■ **Goal of the exercise**: Every line below that contains "Default" is to be copied.

■ **Provided entries**:
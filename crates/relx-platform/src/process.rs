//! Process spawning for external command-line tools.
//!
//! Callers describe a command with [`CommandSpec`] and hand it to a
//! [`CommandRunner`]. [`ProcessRunner`] is the real implementation; tests
//! substitute their own runner to script the tool's output.

use crate::{OpContext, PlatformError, Result};
use async_trait::async_trait;
use std::fmt;
use std::process::Stdio;
use tokio::process::Command;
use tracing::{debug, trace};

/// Description of a command to run.
#[derive(Debug, Clone, PartialEq, Eq)]
pub struct CommandSpec {
    /// Program to execute.
    program: String,
    /// Arguments.
    args: Vec<String>,
}

impl CommandSpec {
    /// Create a new command spec.
    #[must_use]
    pub fn new(program: impl Into<String>) -> Self {
        Self {
            program: program.into(),
            args: Vec::new(),
        }
    }

    /// Add an argument.
    #[must_use]
    pub fn arg(mut self, arg: impl AsRef<str>) -> Self {
        self.args.push(arg.as_ref().to_string());
        self
    }

    /// Add multiple arguments.
    #[must_use]
    pub fn args<I, S>(mut self, args: I) -> Self
    where
        I: IntoIterator<Item = S>,
        S: AsRef<str>,
    {
        self.args
            .extend(args.into_iter().map(|s| s.as_ref().to_string()));
        self
    }

    /// Program name.
    #[must_use]
    pub fn program(&self) -> &str {
        &self.program
    }

    /// Arguments, in order.
    #[must_use]
    pub fn arguments(&self) -> &[String] {
        &self.args
    }

    /// Whether `needle` appears as a contiguous run of arguments.
    #[must_use]
    pub fn has_args(&self, needle: &[&str]) -> bool {
        needle.is_empty()
            || self
                .args
                .windows(needle.len())
                .any(|w| w.iter().zip(needle).all(|(a, b)| a == b))
    }

    fn build_command(&self) -> Command {
        let mut cmd = Command::new(&self.program);
        cmd.args(&self.args)
            .stdin(Stdio::null())
            .stdout(Stdio::piped())
            .stderr(Stdio::piped())
            .kill_on_drop(true);

        cmd
    }
}

impl fmt::Display for CommandSpec {
    fn fmt(&self, f: &mut fmt::Formatter<'_>) -> fmt::Result {
        f.write_str(&self.program)?;
        for arg in &self.args {
            write!(f, " {arg}")?;
        }
        Ok(())
    }
}

/// Output from a completed process.
#[derive(Debug, Clone, Default, PartialEq, Eq)]
pub struct CommandOutput {
    /// Exit code, `None` when terminated by a signal.
    pub code: Option<i32>,
    /// Captured stdout.
    pub stdout: Vec<u8>,
    /// Captured stderr.
    pub stderr: Vec<u8>,
}

impl CommandOutput {
    /// Successful output with the given stdout, for scripted runners.
    #[must_use]
    pub fn from_stdout(stdout: impl Into<Vec<u8>>) -> Self {
        Self {
            code: Some(0),
            stdout: stdout.into(),
            stderr: Vec::new(),
        }
    }

    /// Check if process succeeded (exit code 0).
    #[must_use]
    pub fn success(&self) -> bool {
        self.code == Some(0)
    }

    /// Get stdout as string.
    #[must_use]
    pub fn stdout_str(&self) -> String {
        String::from_utf8_lossy(&self.stdout).to_string()
    }

    /// Get stderr as string.
    #[must_use]
    pub fn stderr_str(&self) -> String {
        String::from_utf8_lossy(&self.stderr).to_string()
    }

    /// Convert to Result, returning Err if process failed.
    ///
    /// # Errors
    /// Returns [`PlatformError::ProcessFailed`] carrying stderr, or stdout
    /// when stderr is empty.
    pub fn into_result(self, command: &str) -> Result<Self> {
        if self.success() {
            return Ok(self);
        }

        let stderr = self.stderr_str();
        let message = if stderr.trim().is_empty() {
            self.stdout_str()
        } else {
            stderr
        };

        Err(PlatformError::ProcessFailed {
            command: command.to_string(),
            code: self.code.unwrap_or(-1),
            stderr: message.trim().to_string(),
        })
    }
}

impl From<std::process::Output> for CommandOutput {
    fn from(output: std::process::Output) -> Self {
        Self {
            code: output.status.code(),
            stdout: output.stdout,
            stderr: output.stderr,
        }
    }
}

/// Runs external commands.
#[async_trait]
pub trait CommandRunner: Send + Sync {
    /// Run `spec` to completion within `ctx`, capturing its output.
    ///
    /// # Errors
    /// Fails when the process cannot be spawned, exits non-zero, times out or
    /// is cancelled.
    async fn run(&self, ctx: &OpContext, spec: &CommandSpec) -> Result<CommandOutput>;
}

/// [`CommandRunner`] backed by `tokio::process`.
///
/// Children are spawned with `kill_on_drop`, so a call abandoned through
/// timeout or cancellation terminates its process.
#[derive(Debug, Clone, Copy, Default)]
pub struct ProcessRunner;

impl ProcessRunner {
    /// Create a new runner.
    #[must_use]
    pub const fn new() -> Self {
        Self
    }
}

#[async_trait]
impl CommandRunner for ProcessRunner {
    async fn run(&self, ctx: &OpContext, spec: &CommandSpec) -> Result<CommandOutput> {
        let command = spec.to_string();
        debug!(%command, "running command");

        let child = spec
            .build_command()
            .spawn()
            .map_err(|e| PlatformError::spawn_failed(spec.program(), e.to_string()))?;

        let output = ctx
            .bound(&command, child.wait_with_output())
            .await?
            .map_err(|e| PlatformError::Process(e.to_string()))?;

        let output = CommandOutput::from(output);
        trace!(
            %command,
            code = ?output.code,
            stdout_bytes = output.stdout.len(),
            "command finished"
        );

        output.into_result(&command)
    }
}

#[cfg(test)]
mod tests {
    use super::*;
    use std::time::{Duration, Instant};

    #[test]
    fn command_spec_builder() {
        let spec = CommandSpec::new("osc")
            .args(["-A", "https://api.example.org"])
            .arg("ls")
            .arg("home:user");

        assert_eq!(spec.program(), "osc");
        assert_eq!(
            spec.arguments(),
            ["-A", "https://api.example.org", "ls", "home:user"]
        );
        assert_eq!(spec.to_string(), "osc -A https://api.example.org ls home:user");
    }

    #[test]
    fn command_spec_has_args() {
        let spec = CommandSpec::new("osc").args(["ls", "-b", "P", "pkg", "-r", "repo1"]);
        assert!(spec.has_args(&["ls", "-b"]));
        assert!(spec.has_args(&["-r", "repo1"]));
        assert!(!spec.has_args(&["-b", "ls"]));
        assert!(spec.has_args(&[]));
    }

    #[test]
    fn failed_output_prefers_stderr() {
        let output = CommandOutput {
            code: Some(2),
            stdout: b"partial".to_vec(),
            stderr: b"boom\n".to_vec(),
        };
        let err = output.into_result("osc ls").unwrap_err();
        assert_eq!(
            err,
            PlatformError::ProcessFailed {
                command: "osc ls".into(),
                code: 2,
                stderr: "boom".into(),
            }
        );
    }

    #[test]
    fn failed_output_falls_back_to_stdout() {
        let output = CommandOutput {
            code: None,
            stdout: b"only stdout".to_vec(),
            stderr: Vec::new(),
        };
        let err = output.into_result("osc ls").unwrap_err();
        assert!(matches!(err, PlatformError::ProcessFailed { code: -1, ref stderr, .. } if stderr == "only stdout"));
    }

    #[cfg(unix)]
    #[tokio::test]
    async fn run_captures_stdout() {
        let ctx = OpContext::detached(Duration::from_secs(10));
        let spec = CommandSpec::new("sh").args(["-c", "printf 'a\\nb\\n'"]);

        let output = ProcessRunner::new().run(&ctx, &spec).await.unwrap();

        assert!(output.success());
        assert_eq!(output.stdout_str(), "a\nb\n");
    }

    #[cfg(unix)]
    #[tokio::test]
    async fn run_reports_exit_code() {
        let ctx = OpContext::detached(Duration::from_secs(10));
        let spec = CommandSpec::new("sh").args(["-c", "echo nope >&2; exit 3"]);

        let err = ProcessRunner::new().run(&ctx, &spec).await.unwrap_err();

        assert!(
            matches!(err, PlatformError::ProcessFailed { code: 3, ref stderr, .. } if stderr == "nope")
        );
    }

    #[tokio::test]
    async fn run_missing_program() {
        let ctx = OpContext::detached(Duration::from_secs(10));
        let spec = CommandSpec::new("relx-nonexistent-command-12345");

        let err = ProcessRunner::new().run(&ctx, &spec).await.unwrap_err();

        assert!(matches!(err, PlatformError::SpawnFailed { .. }));
    }

    #[cfg(unix)]
    #[tokio::test]
    async fn run_times_out_and_returns_promptly() {
        let ctx = OpContext::detached(Duration::from_millis(100));
        let spec = CommandSpec::new("sleep").arg("30");
        let start = Instant::now();

        let err = ProcessRunner::new().run(&ctx, &spec).await.unwrap_err();

        assert!(matches!(err, PlatformError::Timeout { .. }));
        assert!(start.elapsed() < Duration::from_secs(10));
    }

    #[cfg(unix)]
    #[tokio::test]
    async fn run_cancelled() {
        let ctx = OpContext::detached(Duration::from_secs(60));
        let token = ctx.token().clone();
        tokio::spawn(async move {
            tokio::time::sleep(Duration::from_millis(50)).await;
            token.cancel();
        });

        let err = ProcessRunner::new()
            .run(&ctx, &CommandSpec::new("sleep").arg("30"))
            .await
            .unwrap_err();

        assert!(matches!(err, PlatformError::Cancelled { .. }));
    }
}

■ **Task output**:
#[derive(Debug, Clone, Default, PartialEq, Eq)]
#[derive(Debug, Clone, Copy, Default)]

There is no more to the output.